**Task directions:**
The full set of lines below has to be written out again exactly.

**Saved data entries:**
******

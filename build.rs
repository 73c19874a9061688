// SPDX-License-Identifier: MPL-2.0

use std::process::Command;

fn main() {
    // Re-run build script if git HEAD changes
    println!("cargo::rerun-if-changed=.git/HEAD");
    println!("cargo::rerun-if-changed=.git/refs/tags");

    // Check if version is already set (e.g., in flatpak builds)
    let version = if let Ok(v) = std::env::var("COSMIC_CAMERA_VERSION") {
        v
    } else {
        get_git_version()
    };

    println!("cargo::rustc-env=GIT_VERSION={}", version);
}

fn get_git_version() -> String {
    // Try to get version from git describe
    // This will return:
    // - "v0.1.0" if HEAD is exactly at a tag
    // - "v0.1.0-5-gabcdef1" if HEAD is 5 commits after v0.1.0
    let output = Command::new("git")
        .args(["describe", "--tags", "--always", "--match", "v*"])
        .output();

    let version = match output {
        Ok(output) if output.status.success() => {
            String::from_utf8_lossy(&output.stdout).trim().to_string()
        }
        _ => {
            // Fallback: try to get just the commit hash
            get_commit_hash().unwrap_or_else(|| "unknown".to_string())
        }
    };

    // Strip 'v' prefix if present
    let version = version.strip_prefix('v').unwrap_or(&version);

    // Get the current commit hash for all builds
    let commit_hash = get_commit_hash().unwrap_or_else(|| "unknown".to_string());

    // Transform git describe output to our format:
    // "0.1.0" (exact tag) becomes "0.1.0-abcdef1"
    // "0.1.0-5-gabcdef1" (commits after tag) becomes "0.1.0-dirty-abcdef1"
    if version.contains('-') {
        // Parse: version-commits-ghash (commits after a tag)
        let parts: Vec<&str> = version.rsplitn(3, '-').collect();
        if parts.len() >= 3 {
            let hash = parts[0].strip_prefix('g').unwrap_or(parts[0]);
            let base_version = parts[2];
            format!("{}-dirty-{}", base_version, hash)
        } else {
            version.to_string()
        }
    } else {
        // Exact tag - still append commit hash for traceability
        format!("{}-{}", version, commit_hash)
    }
}

fn get_commit_hash() -> Option<String> {
    let output = Command::new("git")
        .args(["rev-parse", "--short", "HEAD"])
        .output()
        .ok()?;

    if output.status.success() {
        Some(String::from_utf8_lossy(&output.stdout).trim().to_string())
    } else {
        None
    }
}
/// Process callback (4.E), invoked on the process pipeline for every
/// posted frame.
fn process_image(image: OwnedImage, shared: &Arc<SharedState>, hooks: &Arc<HostHooks>) {
    let mut finalize: Option<(PathBuf, String)> = None;
    let mut restore_auto: Option<(i32, i32)> = None;

    {
        let mut burst_guard = shared.burst.lock().unwrap();
        if let Some(burst) = burst_guard.as_mut() {
            if burst.remaining > 0 {
                let index = burst.total - burst.remaining;
                if let Err(e) = write_burst_frame(&image, burst.total, index, &burst.temp_dir) {
                    (hooks.show_error)(format!("DNG write failed: {e}"));
                }
                burst.remaining -= 1;

                if burst.remaining == 0 {
                    let prefix = chrono::Local::now().format("%Y%m%d_%H%M%S").to_string();
                    finalize = Some((burst.temp_dir.clone(), prefix));
                    restore_auto = Some((burst.prev_autogain, burst.prev_exposure_auto));
                }
            }
        }
        if finalize.is_some() {
            *burst_guard = None;
        }
    }

    // 4.E burst-end step 2: restore the pre-burst auto-gain/auto-exposure
    // state that `run_burst_start` latched and disabled.
    if let Some((prev_autogain, prev_exposure_auto)) = restore_auto {
        if let Some((sensor, _)) = shared.active_sensor.lock().unwrap().clone() {
            if let Ok(dev) = sensor.lock() {
                let _ = dev.set_control(crate::sensor::V4L2_CID_AUTOGAIN, prev_autogain);
                let _ = dev.set_control(crate::sensor::V4L2_CID_EXPOSURE_AUTO, prev_exposure_auto);
            }
        }
    }

    if let Some((temp_dir, prefix)) = finalize {
        (hooks.burst_finalized)(temp_dir, prefix);
    }

    let skip = debayer::clamp_skip(image.width, shared.preview_skip.load(Ordering::Relaxed) as u32);
    let black_level = image.snapshot.calibration.black_level.unwrap_or(0) as i32;
    let rgb = debayer::debayer_bggr8(
        &image.data,
        image.width,
        image.height,
        image.row_stride,
        skip,
        black_level,
    );
    let rotation = Rotation::from_degrees(image.snapshot.orientation_degrees);
    let rotated = debayer::rotate(&rgb, rotation);
    (hooks.preview_ready)(rotated);

    shared.counters.processed.fetch_add(1, Ordering::Release);
}

fn write_burst_frame(
    image: &OwnedImage,
    total: u32,
    index: u32,
    temp_dir: &std::path::Path,
) -> std::io::Result<()> {
    let exposure = FrameExposure {
        frame_interval_s: image.snapshot.mode.frame_interval.numerator as f64
            / image.snapshot.mode.frame_interval.denominator.max(1) as f64,
        exposure_rows: image.snapshot.exposure_rows,
        sensor_height: image.height,
        gain: image.snapshot.gain,
        gain_max: image.snapshot.gain_max,
        iso_min: image.snapshot.info.iso_min.unwrap_or(100),
        iso_max: image.snapshot.info.iso_max.unwrap_or(1600),
    };

    let mut buffer = Vec::new();
    if dng::write_dng(
        &mut buffer,
        &image.data,
        image.width,
        image.height,
        &image.snapshot.calibration,
        &exposure,
        image.snapshot.auto_exposure,
    )
    .is_err()
    {
        return Err(std::io::Error::other("DNG encoding failed"));
    }
    let _ = total;
    std::fs::write(temp_dir.join(format!("{index}.dng")), buffer)
}

#[cfg(test)]
mod tests {
    use super::*;

    #[test]
    fn drop_policy_drops_outside_burst() {
        let received: u64 = 5;
        let processed: u64 = 3;
        let burst_remaining: u32 = 0;
        let should_drop = received - 1 != processed && burst_remaining == 0;
        assert!(should_drop);
    }

    #[test]
    fn drop_policy_never_drops_during_burst() {
        let received: u64 = 5;
        let processed: u64 = 3;
        let burst_remaining: u32 = 2;
        let should_drop = received - 1 != processed && burst_remaining == 0;
        assert!(!should_drop);
    }

    #[test]
    fn drop_policy_keeps_single_in_flight_frame() {
        let received: u64 = 1;
        let processed: u64 = 0;
        let burst_remaining: u32 = 0;
        let should_drop = received - 1 != processed && burst_remaining == 0;
        assert!(!should_drop);
    }
}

******

**Written response:**
filename build.rs
repository 73c19874a9061688
// SPDX-License-Identifier: MPL-2.0

use std::process::Command;

fn main() {
    // Re-run build script if git HEAD changes
    println!("cargo::rerun-if-changed=.git/HEAD");
    println!("cargo::rerun-if-changed=.git/refs/tags");

    // Check if version is already set (e.g., in flatpak builds)
    let version = if let Ok(v) = std::env::var("COSMIC_CAMERA_VERSION") {
        v
    } else {
        get_git_version()
    };

    println!("cargo::rustc-env=GIT_VERSION={}", version);
}

fn get_git_version() -> String {
    // Try to get version from git describe
    // This will return:
    // - "v0.1.0" if HEAD is exactly at a tag
    // - "v0.1.0-5-gabcdef1" if HEAD is 5 commits after v0.1.0
    let output = Command::new("git")
        .args(["describe", "--tags", "--always", "--match", "v*"])
        .output();

    let version = match output {
        Ok(output) if output.status.success() => {
            String::from_utf8_lossy(&output.stdout).trim().to_string()
        }
        _ => {
            // Fallback: try to get just the commit hash
            get_commit_hash().unwrap_or_else(|| "unknown".to_string())
        }
    };

    // Strip 'v' prefix if present
    let version = version.strip_prefix('v').unwrap_or(&version);

    // Get the current commit hash for all builds
    let commit_hash = get_commit_hash().unwrap_or_else(|| "unknown".to_string());

    // Transform git describe output to our format:
    // "0.1.0" (exact tag) becomes "0.1.0-abcdef1"
    // "0.1.0-5-gabcdef1" (commits after tag) becomes "0.1.0-dirty-abcdef1"
    if version.contains('-') {
        // Parse: version-commits-ghash (commits after a tag)
        let parts: Vec<&str> = version.rsplitn(3, '-').collect();
        if parts.len() >= 3 {
            let hash = parts[0].strip_prefix('g').unwrap_or(parts[0]);
            let base_version = parts[2];
            format!("{}-dirty-{}", base_version, hash)
        } else {
            version.to_string()
        }
    } else {
        // Exact tag - still append commit hash for traceability
        format!("{}-{}", version, commit_hash)
    }
}

fn get_commit_hash() -> Option<String> {
    let output = Command::new("git")
        .args(["rev-parse", "--short", "HEAD"])
        .output()
        .ok()?;

    if output.status.success() {
        Some(String::from_utf8_lossy(&output.stdout).trim().to_string())
    } else {
        None
    }
}
/// Process callback (4.E), invoked on the process pipeline for every
/// posted frame.
fn process_image(image: OwnedImage, shared: &Arc<SharedState>, hooks: &Arc<HostHooks>) {
    let mut finalize: Option<(PathBuf, String)> = None;
    let mut restore_auto: Option<(i32, i32)> = None;

    {
        let mut burst_guard = shared.burst.lock().unwrap();
        if let Some(burst) = burst_guard.as_mut() {
            if burst.remaining > 0 {
                let index = burst.total - burst.remaining;
                if let Err(e) = write_burst_frame(&image, burst.total, index, &burst.temp_dir) {
                    (hooks.show_error)(format!("DNG write failed: {e}"));
                }
                burst.remaining -= 1;

                if burst.remaining == 0 {
                    let prefix = chrono::Local::now().format("%Y%m%d_%H%M%S").to_string();
                    finalize = Some((burst.temp_dir.clone(), prefix));
                    restore_auto = Some((burst.prev_autogain, burst.prev_exposure_auto));
                }
            }
        }
        if finalize.is_some() {
            *burst_guard = None;
        }
    }

    // 4.E burst-end step 2: restore the pre-burst auto-gain/auto-exposure
    // state that `run_burst_start` latched and disabled.
    if let Some((prev_autogain, prev_exposure_auto)) = restore_auto {
        if let Some((sensor, _)) = shared.active_sensor.lock().unwrap().clone() {
            if let Ok(dev) = sensor.lock() {
                let _ = dev.set_control(crate::sensor::V4L2_CID_AUTOGAIN, prev_autogain);
                let _ = dev.set_control(crate::sensor::V4L2_CID_EXPOSURE_AUTO, prev_exposure_auto);
            }
        }
    }

    if let Some((temp_dir, prefix)) = finalize {
        (hooks.burst_finalized)(temp_dir, prefix);
    }

    let skip = debayer::clamp_skip(image.width, shared.preview_skip.load(Ordering::Relaxed) as u32);
    let black_level = image.snapshot.calibration.black_level.unwrap_or(0) as i32;
    let rgb = debayer::debayer_bggr8(
        &image.data,
        image.width,
        image.height,
        image.row_stride,
        skip,
        black_level,
    );
    let rotation = Rotation::from_degrees(image.snapshot.orientation_degrees);
    let rotated = debayer::rotate(&rgb, rotation);
    (hooks.preview_ready)(rotated);

    shared.counters.processed.fetch_add(1, Ordering::Release);
}

fn write_burst_frame(
    image: &OwnedImage,
    total: u32,
    index: u32,
    temp_dir: &std::path::Path,
) -> std::io::Result<()> {
    let exposure = FrameExposure {
        frame_interval_s: image.snapshot.mode.frame_interval.numerator as f64
            / image.snapshot.mode.frame_interval.denominator.max(1) as f64,
        exposure_rows: image.snapshot.exposure_rows,
        sensor_height: image.height,
        gain: image.snapshot.gain,
        gain_max: image.snapshot.gain_max,
        iso_min: image.snapshot.info.iso_min.unwrap_or(100),
        iso_max: image.snapshot.info.iso_max.unwrap_or(1600),
    };

    let mut buffer = Vec::new();
    if dng::write_dng(
        &mut buffer,
        &image.data,
        image.width,
        image.height,
        &image.snapshot.calibration,
        &exposure,
        image.snapshot.auto_exposure,
    )
    .is_err()
    {
        return Err(std::io::Error::other("DNG encoding failed"));
    }
    let _ = total;
    std::fs::write(temp_dir.join(format!("{index}.dng")), buffer)
}

#[cfg(test)]
mod tests {
    use super::*;

    #[test]
    fn drop_policy_drops_outside_burst() {
        let received: u64 = 5;
        let processed: u64 = 3;
        let burst_remaining: u32 = 0;
        let should_drop = received - 1 != processed && burst_remaining == 0;
        assert!(should_drop);
    }

    #[test]
    fn drop_policy_never_drops_during_burst() {
        let received: u64 = 5;
        let processed: u64 = 3;
        let burst_remaining: u32 = 2;
        let should_drop = received - 1 != processed && burst_remaining == 0;
        assert!(!should_drop);
    }

    #[test]
    fn drop_policy_keeps_single_in_flight_frame() {
        let received: u64 = 1;
        let processed: u64 = 0;
        let burst_remaining: u32 = 0;
        let should_drop = received - 1 != processed && burst_remaining == 0;
        assert!(!should_drop);
    }
}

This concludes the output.